Un’idea che ha anche il suo limite- la libertà concepita più per il cittadino che per l’individuo- ma tuttavia affascinante.
Ecco perché il rapporto tra i diversi poteri dello Stato è essenziale: esso permette minore o maggiore libertà, ed è per questo la preoccupazione maggiore per Montesquieu.
Tale anche da non poter essere tollerante dell’intolleranza:
“Non c’e male peggiore, e che abbia conseguenze più funeste, della tolleranza nei confronti della tirannide, che le consente di durare indefinitamente”.
E tale da evitare dispotismi e repressioni non necessari:
“Il timore è un una leva da usare con prudenza: non si deve mai fare una legge severa quando ne basta una più mite”.
Da un lato, quindi, da’ una grande importanza alla legge, cornice necessaria all’interno della quale può esprimersi la libertà e dall’altro si preoccupa di limitare il più possibile l’azione  della stessa legge, affinchè sia più giusta possibile, meno coercitiva e meno dispotica possibile.

Da citare alcuni acuti aforismi sulle letture:
“ho preso la decisione di leggere solo buoni libri: chi legge libri senza valore è simile a un uomo che passa la vita in cattive compagnie”
“Leggendo i libri, vi si trovano gli uomini migliori di quanto non siano. […] Insomma, gli autori sono personaggi di teatro”.

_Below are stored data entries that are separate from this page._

//! Dirmeta CLI - Per-directory metadata tool
//!
//! Reads and edits the metadata sidecar of a directory through the same
//! engine a file manager would use.

use anyhow::{Result, bail};
use clap::{Parser, Subcommand};
use dirmeta_common::MetadataConfig;
use dirmeta_store::types::{is_valid_key, is_xml_name};
use dirmeta_store::{Metafile, MetadataService};
use serde::Deserialize;
use std::path::PathBuf;
use std::sync::Arc;
use tracing::{debug, info};
use tracing_subscriber::{layer::SubscriberExt, util::SubscriberInitExt};

#[derive(Parser, Debug)]
#[command(name = "dirmeta-cli")]
#[command(about = "Inspect and edit per-directory file metadata")]
#[command(version)]
struct Args {
    /// Config file path
    #[arg(short, long, default_value = "dirmeta.toml")]
    config: String,

    /// Directory holding the sidecar documents
    #[arg(long, env = "DIRMETA_METAFILES_DIR")]
    metafiles_dir: Option<PathBuf>,

    /// Log level
    #[arg(long, default_value = "warn")]
    log_level: String,

    #[command(subcommand)]
    command: Commands,
}

#[derive(Subcommand, Debug)]
enum Commands {
    /// Print a scalar value
    Get {
        /// Directory URI or absolute path
        directory: String,
        file: String,
        key: String,
        #[arg(short, long, default_value = "")]
        default: String,
    },
    /// Set a scalar value (setting the default clears it)
    Set {
        directory: String,
        file: String,
        key: String,
        value: String,
        #[arg(short, long, default_value = "")]
        default: String,
    },
    /// Print a list value, one entry per line
    GetList {
        directory: String,
        file: String,
        key: String,
        #[arg(short, long, default_value = "name")]
        subkey: String,
    },
    /// Replace a list value (no values clears it)
    SetList {
        directory: String,
        file: String,
        key: String,
        values: Vec<String>,
        #[arg(short, long, default_value = "name")]
        subkey: String,
    },
    /// List files that have metadata
    Files { directory: String },
    /// Remove all metadata for a file
    Remove { directory: String, file: String },
    /// Move metadata to a new file name
    Rename {
        directory: String,
        old_name: String,
        new_name: String,
    },
    /// Copy metadata to a file in another directory
    Copy {
        directory: String,
        file: String,
        destination_directory: String,
        destination_file: String,
    },
    /// Print the sidecar document of a directory
    Dump { directory: String },
    /// Load directories and show engine counters
    Stats { directories: Vec<String> },
}

/// Config file layout
#[derive(Debug, Deserialize, Default)]
struct Config {
    #[serde(default)]
    metadata: MetadataConfig,
    #[serde(default)]
    logging: LoggingConfig,
}

#[derive(Debug, Deserialize)]
struct LoggingConfig {
    #[serde(default = "default_log_level")]
    level: String,
}

impl Default for LoggingConfig {
    fn default() -> Self {
        Self {
            level: default_log_level(),
        }
    }
}

fn default_log_level() -> String {
    "warn".to_string()
}

#[tokio::main]
async fn main() -> Result<()> {
    let args = Args::parse();

    // Load config file if it exists
    let config: Config = if std::path::Path::new(&args.config).exists() {
        let config_str = std::fs::read_to_string(&args.config)?;
        toml::from_str(&config_str).unwrap_or_else(|e| {
            eprintln!("Warning: Failed to parse config file: {e}");
            Config::default()
        })
    } else {
        Config::default()
    };

    // Merge CLI args with config file (CLI takes precedence)
    let mut metadata = config.metadata;
    if let Some(dir) = args.metafiles_dir {
        metadata.metafiles_dir = dir;
    }
    let log_level = if args.log_level == "warn" {
        config.logging.level
    } else {
        args.log_level
    };

    tracing_subscriber::registry()
        .with(
            tracing_subscriber::EnvFilter::try_from_default_env()
                .unwrap_or_else(|_| log_level.clone().into()),
        )
        .with(tracing_subscriber::fmt::layer())
        .init();

    debug!("Config file: {}", args.config);
    let service = MetadataService::with_fs(metadata)?;

    match args.command {
        Commands::Get {
            directory,
            file,
            key,
            default,
        } => {
            let metafile = open(&service, &directory).await;
            println!("{}", metafile.get(&file, &key, &default));
        }
        Commands::Set {
            directory,
            file,
            key,
            value,
            default,
        } => {
            require_key(&key)?;
            let metafile = open(&service, &directory).await;
            if metafile.set(&file, &key, &default, &value) {
                info!("Updated {key} on {file}");
            } else {
                println!("Unchanged");
            }
            metafile.flush().await;
        }
        Commands::GetList {
            directory,
            file,
            key,
            subkey,
        } => {
            let metafile = open(&service, &directory).await;
            for value in metafile.get_list(&file, &key, &subkey) {
                println!("{value}");
            }
        }
        Commands::SetList {
            directory,
            file,
            key,
            values,
            subkey,
        } => {
            require_key(&key)?;
            require_subkey(&subkey)?;
            let metafile = open(&service, &directory).await;
            if !metafile.set_list(&file, &key, &subkey, &values) {
                println!("Unchanged");
            }
            metafile.flush().await;
        }
        Commands::Files { directory } => {
            let metafile = open(&service, &directory).await;
            for name in metafile.file_names() {
                println!("{name}");
            }
        }
        Commands::Remove { directory, file } => {
            let metafile = open(&service, &directory).await;
            metafile.remove(&file);
            metafile.flush().await;
        }
        Commands::Rename {
            directory,
            old_name,
            new_name,
        } => {
            let metafile = open(&service, &directory).await;
            metafile.rename(&old_name, &new_name);
            metafile.flush().await;
        }
        Commands::Copy {
            directory,
            file,
            destination_directory,
            destination_file,
        } => {
            let source = open(&service, &directory).await;
            let destination = open(&service, &destination_directory).await;
            source.copy(&destination, &file, &destination_file);
            destination.flush().await;
        }
        Commands::Dump { directory } => {
            let metafile = service.get_for_uri(&directory);
            let path = metafile.sidecar_path();
            match tokio::fs::read_to_string(&path).await {
                Ok(xml) => print!("{xml}"),
                Err(e) if e.kind() == std::io::ErrorKind::NotFound => {
                    println!("No metadata stored for {}", metafile.directory_uri());
                }
                Err(e) => bail!("failed to read {}: {e}", path.display()),
            }
        }
        Commands::Stats { directories } => {
            let metafiles: Vec<_> = directories
                .iter()
                .map(|directory| service.open(directory))
                .collect();
            println!("Metafiles");
            println!("=========");
            println!("Live:             {}", service.live_metafiles());
            println!("Reads in flight:  {}", service.reads_in_flight());
            println!("Reads queued:     {}", service.reads_queued());
            println!("Pending copies:   {}", service.pending_copies());
            println!("Pending removals: {}", service.pending_removals());
            for metafile in &metafiles {
                metafile.wait_until_read().await;
                println!(
                    "{}: {} files ({})",
                    metafile.directory_uri(),
                    metafile.file_names().len(),
                    metafile.sidecar_path().display()
                );
            }
        }
    }

    Ok(())
}

async fn open(service: &MetadataService, directory: &str) -> Arc<Metafile> {
    let metafile = service.open(directory);
    metafile.wait_until_read().await;
    metafile
}

fn require_key(key: &str) -> Result<()> {
    if !is_valid_key(key) {
        bail!("{key:?} cannot be used as a metadata key");
    }
    Ok(())
}

fn require_subkey(subkey: &str) -> Result<()> {
    if !is_xml_name(subkey) {
        bail!("{subkey:?} cannot be used as a list subkey");
    }
    Ok(())
}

“Lo studio è stato per me il rimedio sovrano contro i dispiaceri della vita, giacché non ho mai avuto un dolore tale che non mi sia passato con un’ora di lettura”.

E infine da illuminista, quasi ante litteram, Charles-Louis de Secondat (il vero nome di Montesquieu) ci regala un’ultima massima che si adatta molto più propriamente a tutti i liberi pensatori:
Ogni essere umano è propriamente un susseguirsi d’idee che non si vorrebbe mai interrompere“.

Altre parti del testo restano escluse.